What about audio cueing and stuff? I like iTunes but you cant play two things at once and is there anything that incorporates sound cues and light cues together I love cross integration. And what about midi isn't that stuff usually processed through a computer and if so how does the stuff work on a mac.. USB? Cause like iMac only has one sound input and one out put same goes for the mac books/pro so whats the best option there... USB again? (well unless you spend like $10K on a nice mac pro.) come on people talk. help us out here. ideas?? ideas??


----------



## icewolf08 (Oct 18, 2008)

jerekb said:


> What about audio cueing and stuff? I like iTunes but you cant play two things at once and is there anything that incorporates sound cues and light cues together I love cross integration.
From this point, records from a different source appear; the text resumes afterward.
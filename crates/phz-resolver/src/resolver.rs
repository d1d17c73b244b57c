//! Resolver state and expression-level dispatch.
//!
//! The operations are split across files by concern:
//! - `resolver_names.rs`: fully-qualified name resolution
//! - `resolver_types.rs`: type-position nodes → union types
//! - `resolver_variables.rs`: variable types and variable names
//! - `class_name.rs`: the class-name strategy bridge

use crate::context::Context;
use crate::error::ResolveError;
use crate::options::ResolverOptions;
use phz_ast::{Child, Node, NodeKind};
use phz_common::{Diagnostic, DiagnosticSink};
use phz_types::UnionType;
use std::sync::LazyLock;

static DEFAULT_OPTIONS: LazyLock<ResolverOptions> = LazyLock::new(ResolverOptions::default);

/// Resolves names and types for nodes under one [`Context`].
///
/// The context is borrowed immutably; resolution never changes it. Every
/// diagnostic produced along the way is collected on the resolver and can be
/// taken or drained into a caller-owned [`DiagnosticSink`].
pub struct Resolver<'a> {
    pub(crate) context: &'a Context,
    pub(crate) options: &'a ResolverOptions,
    diagnostics: Vec<Diagnostic>,
}

impl<'a> Resolver<'a> {
    #[must_use]
    pub fn new(context: &'a Context) -> Self {
        Self::with_options(context, &DEFAULT_OPTIONS)
    }

    #[must_use]
    pub fn with_options(context: &'a Context, options: &'a ResolverOptions) -> Self {
        Self {
            context,
            options,
            diagnostics: Vec::new(),
        }
    }

    #[must_use]
    pub fn context(&self) -> &'a Context {
        self.context
    }

    #[must_use]
    pub fn options(&self) -> &'a ResolverOptions {
        self.options
    }

    // =========================================================================
    // Diagnostics
    // =========================================================================

    #[must_use]
    pub fn diagnostics(&self) -> &[Diagnostic] {
        &self.diagnostics
    }

    pub fn take_diagnostics(&mut self) -> Vec<Diagnostic> {
        std::mem::take(&mut self.diagnostics)
    }

    /// Move collected diagnostics into `sink`, oldest first.
    pub fn drain_diagnostics_into(&mut self, sink: &mut impl DiagnosticSink) {
        for diagnostic in self.diagnostics.drain(..) {
            sink.report(diagnostic);
        }
    }

    pub(crate) fn report(&mut self, diagnostic: Diagnostic) {
        tracing::debug!(
            code = diagnostic.code,
            file = %diagnostic.file,
            line = diagnostic.line,
            message = %diagnostic.message_text,
            "diagnostic"
        );
        self.diagnostics.push(diagnostic);
    }

    // =========================================================================
    // Expression dispatch
    // =========================================================================

    /// Union type of the value at an expression position.
    ///
    /// Scalar leaves map to their literal's native type. Node kinds the core
    /// does not infer (calls, property fetches, operators) yield the empty
    /// union.
    pub fn union_type_of_expression(&mut self, expr: &Child) -> Result<UnionType, ResolveError> {
        match expr {
            Child::Node(node) => self.union_type_of_node(node),
            Child::Str(_) => Ok(UnionType::from_type_name("string")),
            Child::Int(_) => Ok(UnionType::from_type_name("int")),
            Child::Float(_) => Ok(UnionType::from_type_name("float")),
        }
    }

    pub fn union_type_of_node(&mut self, node: &Node) -> Result<UnionType, ResolveError> {
        match node.kind {
            NodeKind::Var => Ok(self.variable_union_type(node)),
            NodeKind::Name => {
                let name = self.qualified_name(node)?;
                Ok(UnionType::from_type_name(&name))
            }
            NodeKind::Type | NodeKind::NullableType | NodeKind::TypeUnion => {
                self.union_type_from_type_node(node)
            }
            _ => Ok(UnionType::empty()),
        }
    }
}
//! Common types and utilities for the phz resolution core.
//!
//! This crate provides foundational types used across all phz crates:
//! - Structured diagnostics and the sinks they are written to
//! - Centralized limits for bounded walks and cache sizing

// Diagnostics - structured observations reported during resolution
pub mod diagnostics;
pub use diagnostics::{
    Diagnostic, DiagnosticCategory, DiagnosticKind, DiagnosticMessage, DiagnosticSink,
    diagnostic_codes, format_message, get_diagnostic_message,
};

// Centralized limits and thresholds
pub mod limits;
There isn't any software that I know of that directly runs lighting and sound cues from the same program. This does not mean that you can't have a unified control system though. There is software like QLab, Macs Cue, and Ex Cues for running sound cues. QLab is probably the most full featured of the three, capable of running sound and media cues as well as sending MIDI commands.


jerekb said:


> And what about midi isn't that stuff usually processed through a computer and if so how does the stuff work on a mac.. USB? Cause like iMac only has one sound input and one out put same goes for the mac books/pro so whats the best option there... USB again? (well unless you spend like $10K on a nice mac pro.) come on people talk. help us out here. ideas?? ideas??



MIDI, or Musical Instrument Digital Interface is a control protocol that has been adopted by the theatre world for what we call MIDI Show Control or MSC. MIDI was originally designed to allow musical instruments to talk to a computer for the purposes of communicating what an instrument is doing. *MIDI does not contain any audio signal at all*. MIDI can be used with any modern computer system. You can get MIDI PCI card or USB MIDI devices. The number of audio in/out ports on a computer has no bearing on MIDI.
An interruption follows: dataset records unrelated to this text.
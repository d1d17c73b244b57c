//! The union type set model.
//!
//! # Grammar
//!
//! ```text
//! union := atom ( "|" atom )*
//! atom  := "?"? name ( "[]" )*   // whitespace around atoms is trimmed
//! ```
//!
//! A `[]` suffix is the docblock array form; `int[]` is native because `int`
//! is, `\App\User[]` is not.
//!
//! Atoms are kept verbatim; this layer does not check that a non-native atom
//! names a declared class. Empty atoms (`int||string`, a trailing `|`) are
//! dropped, so the empty string parses to the empty union.
//!
//! # Ordering
//!
//! Membership is order-irrelevant: `int|string == string|int`. Rendering is
//! first-seen order so that diagnostics mentioning a type are reproducible
//! and the text can serve as a cache key.

use crate::native::is_native_type_name;
use indexmap::IndexSet;
use rustc_hash::FxBuildHasher;
use serde::{Deserialize, Deserializer, Serialize, Serializer};
use std::convert::Infallible;
use std::fmt;
use std::str::FromStr;

type AtomSet = IndexSet<String, FxBuildHasher>;

/// A set of possible static types. The empty set means "unknown".
#[derive(Clone, Debug, Default, PartialEq, Eq)]
pub struct UnionType {
    types: AtomSet,
}

impl UnionType {
    pub const MIXED: &'static str = "mixed";

    /// The empty union: nothing has been inferred yet.
    #[must_use]
    pub fn empty() -> Self {
        Self::default()
    }

    /// The universal `mixed` type.
    #[must_use]
    pub fn mixed() -> Self {
        Self::from_type_name(Self::MIXED)
    }

    /// A union from one resolved type name.
    ///
    /// A `|` inside the name is a member separator, exactly as in
    /// [`UnionType::from_string`], so the result always renders to text that
    /// parses back to the same set. A blank name yields the empty union.
    #[must_use]
    pub fn from_type_name(name: &str) -> Self {
        Self::from_string(name)
    }

    /// Parse the `|`-delimited textual form.
    #[must_use]
    pub fn from_string(text: &str) -> Self {
        Self::from_types(text.split('|'))
    }

    /// Build from individual atoms, trimming and deduplicating.
    #[must_use]
    pub fn from_types<I, T>(atoms: I) -> Self
    where
        I: IntoIterator<Item = T>,
        T: AsRef<str>,
    {
        let mut types = AtomSet::default();
        for atom in atoms {
            let atom = atom.as_ref().trim();
            if !atom.is_empty() && !types.contains(atom) {
                types.insert(atom.to_string());
            }
        }
        Self { types }
    }

    #[inline]
    #[must_use]
    pub fn is_empty(&self) -> bool {
        self.types.is_empty()
    }

    #[inline]
    #[must_use]
    pub fn len(&self) -> usize {
        self.types.len()
    }

    /// Atoms in first-seen order.
    pub fn iter(&self) -> impl Iterator<Item = &str> {
        self.types.iter().map(String::as_str)
    }

    #[must_use]
    pub fn has_type(&self, atom: &str) -> bool {
        self.types.contains(atom.trim())
    }

    /// Whether every atom of `other` is also in `self`.
    #[must_use]
    pub fn contains(&self, other: &UnionType) -> bool {
        other.types.is_subset(&self.types)
    }

    /// A new union with `atom` added. `atom` is split on `|` like any
    /// other type text.
    #[must_use]
    pub fn with_type(&self, atom: &str) -> Self {
        self.union(&Self::from_string(atom))
    }

    /// A new union holding the atoms of both, `self`'s atoms first.
    #[must_use]
    pub fn union(&self, other: &UnionType) -> Self {
        let mut out = self.clone();
        for atom in &other.types {
            if !out.types.contains(atom) {
                out.types.insert(atom.clone());
            }
        }
        out
    }

    /// True iff the union is non-empty and every atom is a native type.
    #[must_use]
    pub fn is_native_type(&self) -> bool {
        !self.types.is_empty() && self.types.iter().all(|atom| is_native_type_name(atom))
    }

    /// Atoms that name declared (class-like) types.
    pub fn non_native_types(&self) -> impl Iterator<Item = &str> {
        self.iter().filter(|atom| !is_native_type_name(atom))
    }

    /// Whether `null` is a possible value.
    #[must_use]
    pub fn is_nullable(&self) -> bool {
        self.types.iter().any(|atom| includes_null(atom))
    }

    /// A new union that admits `null`.
    ///
    /// Atoms that already include null (`null`, `mixed`, `?T`) are kept as
    /// they are; every other atom gains the `?` marker.
    #[must_use]
    pub fn nullable(&self) -> Self {
        Self::from_types(self.types.iter().map(|atom| {
            if includes_null(atom) {
                atom.clone()
            } else {
                format!("?{atom}")
            }
        }))
    }
}

fn includes_null(atom: &str) -> bool {
    atom.starts_with('?') || atom.eq_ignore_ascii_case("null") || atom.eq_ignore_ascii_case("mixed")
}

impl fmt::Display for UnionType {
    fn fmt(&self, f: &mut fmt::Formatter<'_>) -> fmt::Result {
        let mut first = true;
        for atom in &self.types {
            if !first {
                f.write_str("|")?;
            }
            first = false;
            f.write_str(atom)?;
        }
        Ok(())
    }
}

impl FromStr for UnionType {
    type Err = Infallible;

    fn from_str(text: &str) -> Result<Self, Self::Err> {
        Ok(Self::from_string(text))
    }
}

impl<'a> FromIterator<&'a str> for UnionType {
    fn from_iter<I: IntoIterator<Item = &'a str>>(iter: I) -> Self {
        Self::from_types(iter)
    }
}

impl Serialize for UnionType {
    fn serialize<S: Serializer>(&self, serializer: S) -> Result<S::Ok, S::Error> {
        serializer.collect_str(self)
    }
}

impl<'de> Deserialize<'de> for UnionType {
    fn deserialize<D: Deserializer<'de>>(deserializer: D) -> Result<Self, D::Error> {
        let text = String::deserialize(deserializer)?;
        Ok(Self::from_string(&text))
    }
}

#[cfg(test)]
#[path = "tests/union_type_tests.rs"]
mod tests;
The real question is what you want to be able to do with MIDI. You can use MSC to trigger cues on many theatre devices. If you have software capable of sending MSC commands you can control things like lighting consoles, digital sound consoles, other computers, etc. By the same token, if you have software on the computer configured to take MSC commands you can have many other devices control the computer

On the flip side, you can also use products like the Rosco Keystroke to trigger cues on your computer from the lighting console. The Keystroke can be configured to "push" different keys or combinations of keys when it is fed certain DMX values from the console. Keystroke works with both PC and Mac.


----------



## willbb123 (Mar 21, 2009)

Is there any good wysiwyg software out there for mac? I just want something simple.
I have vectorworks 2008 but I can not figure out how to make my 2d plot 3d...


----------



## erosing (Mar 21, 2009)

VectorWorks Tutorials for Theatre is a good place to start with vectorworks, if you want to learn how to do things quick. 

As far as wysiwyg type programs, ESP Vision 3 is going to be released for the mac, but probably not for a while yet.


----------